Collected data:
[Start of Attachment]

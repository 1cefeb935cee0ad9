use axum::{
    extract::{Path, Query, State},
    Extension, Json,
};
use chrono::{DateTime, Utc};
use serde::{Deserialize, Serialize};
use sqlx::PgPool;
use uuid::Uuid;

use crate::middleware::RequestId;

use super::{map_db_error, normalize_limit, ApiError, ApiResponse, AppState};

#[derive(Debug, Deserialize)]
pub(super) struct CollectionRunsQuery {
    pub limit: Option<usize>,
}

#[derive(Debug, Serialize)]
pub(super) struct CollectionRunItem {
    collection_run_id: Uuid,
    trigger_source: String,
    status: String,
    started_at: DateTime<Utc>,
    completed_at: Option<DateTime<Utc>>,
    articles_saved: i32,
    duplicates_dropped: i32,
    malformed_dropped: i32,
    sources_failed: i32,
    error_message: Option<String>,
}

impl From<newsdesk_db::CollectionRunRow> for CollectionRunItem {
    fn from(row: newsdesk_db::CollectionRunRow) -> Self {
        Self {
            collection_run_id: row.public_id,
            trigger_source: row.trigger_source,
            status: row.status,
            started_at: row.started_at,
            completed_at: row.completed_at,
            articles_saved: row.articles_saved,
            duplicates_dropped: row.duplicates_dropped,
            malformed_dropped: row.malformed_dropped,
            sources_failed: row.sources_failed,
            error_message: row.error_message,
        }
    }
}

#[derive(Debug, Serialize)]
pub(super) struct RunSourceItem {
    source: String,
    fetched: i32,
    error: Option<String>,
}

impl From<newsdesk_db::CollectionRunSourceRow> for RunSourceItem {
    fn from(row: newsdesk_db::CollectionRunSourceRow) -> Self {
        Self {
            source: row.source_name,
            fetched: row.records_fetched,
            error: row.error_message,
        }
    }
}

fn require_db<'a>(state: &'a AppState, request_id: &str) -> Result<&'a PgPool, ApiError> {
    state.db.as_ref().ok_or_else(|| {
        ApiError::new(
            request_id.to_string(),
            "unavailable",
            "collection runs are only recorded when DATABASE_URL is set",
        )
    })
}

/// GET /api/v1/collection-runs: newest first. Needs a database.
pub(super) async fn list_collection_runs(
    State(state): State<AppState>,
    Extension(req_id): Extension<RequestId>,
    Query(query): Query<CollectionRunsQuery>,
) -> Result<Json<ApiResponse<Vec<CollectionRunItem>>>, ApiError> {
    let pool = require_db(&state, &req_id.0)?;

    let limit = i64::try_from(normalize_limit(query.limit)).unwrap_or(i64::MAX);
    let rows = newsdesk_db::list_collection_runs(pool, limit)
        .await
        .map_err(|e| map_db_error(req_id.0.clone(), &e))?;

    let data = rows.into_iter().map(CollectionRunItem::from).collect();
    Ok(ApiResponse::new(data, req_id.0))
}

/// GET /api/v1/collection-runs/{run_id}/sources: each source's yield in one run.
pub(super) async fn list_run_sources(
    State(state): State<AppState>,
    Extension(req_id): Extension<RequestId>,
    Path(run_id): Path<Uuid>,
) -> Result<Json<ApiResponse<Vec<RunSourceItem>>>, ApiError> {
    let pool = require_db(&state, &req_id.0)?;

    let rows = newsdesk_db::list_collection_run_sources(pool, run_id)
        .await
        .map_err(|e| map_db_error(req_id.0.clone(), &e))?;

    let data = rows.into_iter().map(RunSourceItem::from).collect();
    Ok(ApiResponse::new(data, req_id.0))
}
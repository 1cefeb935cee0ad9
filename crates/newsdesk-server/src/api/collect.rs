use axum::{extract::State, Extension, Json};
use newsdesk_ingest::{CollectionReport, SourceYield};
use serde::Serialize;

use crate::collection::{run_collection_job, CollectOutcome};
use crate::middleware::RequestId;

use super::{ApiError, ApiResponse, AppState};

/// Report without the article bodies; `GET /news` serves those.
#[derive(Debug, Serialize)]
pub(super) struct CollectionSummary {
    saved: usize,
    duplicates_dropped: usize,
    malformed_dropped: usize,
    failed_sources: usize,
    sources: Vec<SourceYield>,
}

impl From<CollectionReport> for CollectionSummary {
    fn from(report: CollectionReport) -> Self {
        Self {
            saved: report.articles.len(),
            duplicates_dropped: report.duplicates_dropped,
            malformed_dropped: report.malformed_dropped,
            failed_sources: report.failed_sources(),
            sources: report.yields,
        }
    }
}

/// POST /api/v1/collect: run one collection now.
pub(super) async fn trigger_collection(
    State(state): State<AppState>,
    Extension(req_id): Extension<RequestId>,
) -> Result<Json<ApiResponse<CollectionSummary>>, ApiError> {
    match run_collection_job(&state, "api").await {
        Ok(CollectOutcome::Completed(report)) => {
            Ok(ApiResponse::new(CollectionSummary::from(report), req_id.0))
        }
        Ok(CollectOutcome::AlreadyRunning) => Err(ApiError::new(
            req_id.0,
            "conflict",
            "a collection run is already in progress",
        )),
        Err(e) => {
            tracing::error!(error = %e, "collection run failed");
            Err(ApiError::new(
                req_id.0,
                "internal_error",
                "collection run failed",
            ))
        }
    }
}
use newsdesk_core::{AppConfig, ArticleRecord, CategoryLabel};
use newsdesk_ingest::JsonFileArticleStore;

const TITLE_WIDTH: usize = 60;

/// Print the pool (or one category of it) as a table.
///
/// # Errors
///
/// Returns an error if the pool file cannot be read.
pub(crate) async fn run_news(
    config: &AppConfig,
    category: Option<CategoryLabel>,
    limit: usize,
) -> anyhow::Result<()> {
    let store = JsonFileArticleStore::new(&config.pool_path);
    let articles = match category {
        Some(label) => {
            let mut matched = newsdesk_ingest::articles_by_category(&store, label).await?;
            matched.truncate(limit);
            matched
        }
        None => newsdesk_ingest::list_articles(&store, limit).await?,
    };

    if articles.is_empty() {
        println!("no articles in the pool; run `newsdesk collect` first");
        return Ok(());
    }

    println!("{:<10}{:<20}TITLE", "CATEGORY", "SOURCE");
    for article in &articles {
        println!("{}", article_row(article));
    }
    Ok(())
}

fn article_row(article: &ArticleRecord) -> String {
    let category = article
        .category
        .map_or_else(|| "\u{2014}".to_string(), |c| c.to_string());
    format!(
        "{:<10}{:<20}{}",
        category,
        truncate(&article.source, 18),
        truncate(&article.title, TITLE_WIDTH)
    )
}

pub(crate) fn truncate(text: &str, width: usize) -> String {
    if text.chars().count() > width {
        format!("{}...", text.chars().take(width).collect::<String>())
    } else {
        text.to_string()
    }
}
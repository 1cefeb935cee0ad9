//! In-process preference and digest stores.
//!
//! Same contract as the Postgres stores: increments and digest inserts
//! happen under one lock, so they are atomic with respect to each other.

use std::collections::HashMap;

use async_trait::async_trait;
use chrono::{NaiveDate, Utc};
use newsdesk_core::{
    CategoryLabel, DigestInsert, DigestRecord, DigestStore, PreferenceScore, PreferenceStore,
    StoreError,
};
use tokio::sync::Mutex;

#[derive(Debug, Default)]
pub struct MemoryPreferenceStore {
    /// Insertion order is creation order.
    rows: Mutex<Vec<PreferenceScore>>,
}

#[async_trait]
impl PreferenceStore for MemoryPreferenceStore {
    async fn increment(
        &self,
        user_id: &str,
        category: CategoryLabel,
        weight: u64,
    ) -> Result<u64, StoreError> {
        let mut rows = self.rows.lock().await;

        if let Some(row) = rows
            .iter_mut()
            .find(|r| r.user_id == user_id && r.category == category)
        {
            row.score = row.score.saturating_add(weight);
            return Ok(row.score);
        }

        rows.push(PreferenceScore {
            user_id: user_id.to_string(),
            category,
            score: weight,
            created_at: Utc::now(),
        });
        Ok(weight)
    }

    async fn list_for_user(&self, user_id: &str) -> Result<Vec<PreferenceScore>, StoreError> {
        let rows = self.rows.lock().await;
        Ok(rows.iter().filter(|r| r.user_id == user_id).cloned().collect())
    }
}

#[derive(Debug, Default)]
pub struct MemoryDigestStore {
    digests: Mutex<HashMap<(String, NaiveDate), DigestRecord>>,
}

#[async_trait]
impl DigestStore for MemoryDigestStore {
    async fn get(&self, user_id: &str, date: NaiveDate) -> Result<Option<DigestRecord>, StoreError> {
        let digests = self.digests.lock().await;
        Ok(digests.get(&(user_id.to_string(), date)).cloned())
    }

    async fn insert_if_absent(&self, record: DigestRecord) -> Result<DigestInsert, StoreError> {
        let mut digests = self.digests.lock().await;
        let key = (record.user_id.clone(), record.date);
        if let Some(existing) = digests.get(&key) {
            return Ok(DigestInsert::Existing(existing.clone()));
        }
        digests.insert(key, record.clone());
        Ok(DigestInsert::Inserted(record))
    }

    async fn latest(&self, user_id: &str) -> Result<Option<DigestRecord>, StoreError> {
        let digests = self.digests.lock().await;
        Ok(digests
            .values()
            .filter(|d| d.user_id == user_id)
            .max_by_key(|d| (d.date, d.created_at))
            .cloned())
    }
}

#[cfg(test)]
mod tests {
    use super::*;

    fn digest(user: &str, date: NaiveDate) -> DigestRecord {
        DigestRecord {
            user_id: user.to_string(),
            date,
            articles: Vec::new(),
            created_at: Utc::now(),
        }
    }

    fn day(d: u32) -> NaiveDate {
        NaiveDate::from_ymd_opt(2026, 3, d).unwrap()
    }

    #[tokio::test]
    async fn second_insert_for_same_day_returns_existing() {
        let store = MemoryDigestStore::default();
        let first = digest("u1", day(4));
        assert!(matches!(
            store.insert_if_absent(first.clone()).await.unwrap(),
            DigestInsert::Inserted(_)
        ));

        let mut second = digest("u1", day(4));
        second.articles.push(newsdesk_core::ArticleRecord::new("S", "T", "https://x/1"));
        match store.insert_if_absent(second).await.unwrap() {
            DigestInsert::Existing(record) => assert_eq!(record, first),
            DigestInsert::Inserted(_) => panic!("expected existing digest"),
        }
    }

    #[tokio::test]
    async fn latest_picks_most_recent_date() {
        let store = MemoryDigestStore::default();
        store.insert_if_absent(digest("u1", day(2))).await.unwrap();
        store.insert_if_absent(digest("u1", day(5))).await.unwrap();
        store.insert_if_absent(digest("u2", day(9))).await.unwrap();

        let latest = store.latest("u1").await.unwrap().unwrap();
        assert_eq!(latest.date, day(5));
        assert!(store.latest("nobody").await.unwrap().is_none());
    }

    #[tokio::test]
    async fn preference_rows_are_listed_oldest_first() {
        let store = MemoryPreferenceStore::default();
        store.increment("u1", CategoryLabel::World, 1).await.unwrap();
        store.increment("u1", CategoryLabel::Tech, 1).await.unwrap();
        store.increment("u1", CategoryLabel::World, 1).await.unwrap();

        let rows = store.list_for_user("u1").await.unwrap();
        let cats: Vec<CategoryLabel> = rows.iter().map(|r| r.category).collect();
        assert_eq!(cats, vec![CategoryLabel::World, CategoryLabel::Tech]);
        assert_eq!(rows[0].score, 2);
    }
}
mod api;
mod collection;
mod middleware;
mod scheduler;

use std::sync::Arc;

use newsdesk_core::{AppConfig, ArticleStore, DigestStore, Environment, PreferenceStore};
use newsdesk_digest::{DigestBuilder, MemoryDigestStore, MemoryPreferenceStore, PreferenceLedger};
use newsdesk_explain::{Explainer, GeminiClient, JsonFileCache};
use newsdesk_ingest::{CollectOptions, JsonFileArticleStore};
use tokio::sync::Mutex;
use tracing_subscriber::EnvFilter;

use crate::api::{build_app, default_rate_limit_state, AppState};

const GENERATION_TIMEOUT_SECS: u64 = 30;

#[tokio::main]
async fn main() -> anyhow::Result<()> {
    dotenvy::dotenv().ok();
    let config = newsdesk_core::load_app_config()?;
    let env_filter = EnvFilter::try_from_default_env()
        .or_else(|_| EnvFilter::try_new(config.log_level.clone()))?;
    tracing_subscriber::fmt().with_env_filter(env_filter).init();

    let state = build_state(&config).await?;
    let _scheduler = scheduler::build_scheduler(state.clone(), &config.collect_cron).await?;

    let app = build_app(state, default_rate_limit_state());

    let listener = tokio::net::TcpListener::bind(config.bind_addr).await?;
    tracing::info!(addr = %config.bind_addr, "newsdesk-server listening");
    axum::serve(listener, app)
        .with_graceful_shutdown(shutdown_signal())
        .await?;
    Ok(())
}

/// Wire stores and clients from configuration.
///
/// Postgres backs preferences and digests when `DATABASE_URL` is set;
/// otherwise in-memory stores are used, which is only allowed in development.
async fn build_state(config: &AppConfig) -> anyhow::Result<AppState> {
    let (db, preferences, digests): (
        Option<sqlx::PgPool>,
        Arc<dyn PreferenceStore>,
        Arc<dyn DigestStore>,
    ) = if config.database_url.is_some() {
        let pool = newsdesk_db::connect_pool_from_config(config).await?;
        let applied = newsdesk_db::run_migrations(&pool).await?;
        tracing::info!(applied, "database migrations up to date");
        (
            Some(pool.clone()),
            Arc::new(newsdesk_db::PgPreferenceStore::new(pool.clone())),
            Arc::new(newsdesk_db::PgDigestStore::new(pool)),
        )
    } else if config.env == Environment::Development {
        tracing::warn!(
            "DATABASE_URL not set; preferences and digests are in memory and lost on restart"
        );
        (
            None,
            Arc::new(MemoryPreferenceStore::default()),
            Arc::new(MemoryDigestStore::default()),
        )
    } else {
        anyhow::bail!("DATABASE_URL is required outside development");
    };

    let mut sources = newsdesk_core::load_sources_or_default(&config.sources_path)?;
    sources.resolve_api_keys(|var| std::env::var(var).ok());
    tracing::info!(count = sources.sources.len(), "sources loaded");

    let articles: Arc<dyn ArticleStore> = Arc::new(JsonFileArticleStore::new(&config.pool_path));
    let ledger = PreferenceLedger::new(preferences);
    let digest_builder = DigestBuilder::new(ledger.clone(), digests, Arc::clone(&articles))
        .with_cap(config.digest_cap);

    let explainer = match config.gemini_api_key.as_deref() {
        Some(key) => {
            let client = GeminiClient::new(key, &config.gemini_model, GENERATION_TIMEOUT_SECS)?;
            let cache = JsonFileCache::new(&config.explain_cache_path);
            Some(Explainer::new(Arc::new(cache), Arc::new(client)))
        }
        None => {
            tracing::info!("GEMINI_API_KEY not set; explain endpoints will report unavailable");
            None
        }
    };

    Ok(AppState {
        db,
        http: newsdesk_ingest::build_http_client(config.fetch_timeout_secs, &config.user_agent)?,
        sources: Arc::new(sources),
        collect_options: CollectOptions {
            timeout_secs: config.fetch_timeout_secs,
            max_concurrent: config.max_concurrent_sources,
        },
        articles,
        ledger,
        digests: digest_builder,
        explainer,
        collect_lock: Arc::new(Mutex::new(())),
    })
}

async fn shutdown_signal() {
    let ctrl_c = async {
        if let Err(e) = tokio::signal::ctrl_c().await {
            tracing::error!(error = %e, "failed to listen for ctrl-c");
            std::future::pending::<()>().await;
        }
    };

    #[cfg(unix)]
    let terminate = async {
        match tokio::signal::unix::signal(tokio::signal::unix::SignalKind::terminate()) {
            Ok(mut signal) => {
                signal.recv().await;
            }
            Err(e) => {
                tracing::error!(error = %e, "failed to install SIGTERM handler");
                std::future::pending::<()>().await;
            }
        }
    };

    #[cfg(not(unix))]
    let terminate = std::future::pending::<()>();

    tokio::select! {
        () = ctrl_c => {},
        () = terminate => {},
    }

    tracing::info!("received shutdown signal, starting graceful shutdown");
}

[End of Attachment]

## YOUR TASK
Which lines of the records above hold the word "unavailable"? Copy each one out.

## OUTPUT
            "unavailable",
            tracing::info!("GEMINI_API_KEY not set; explain endpoints will report unavailable");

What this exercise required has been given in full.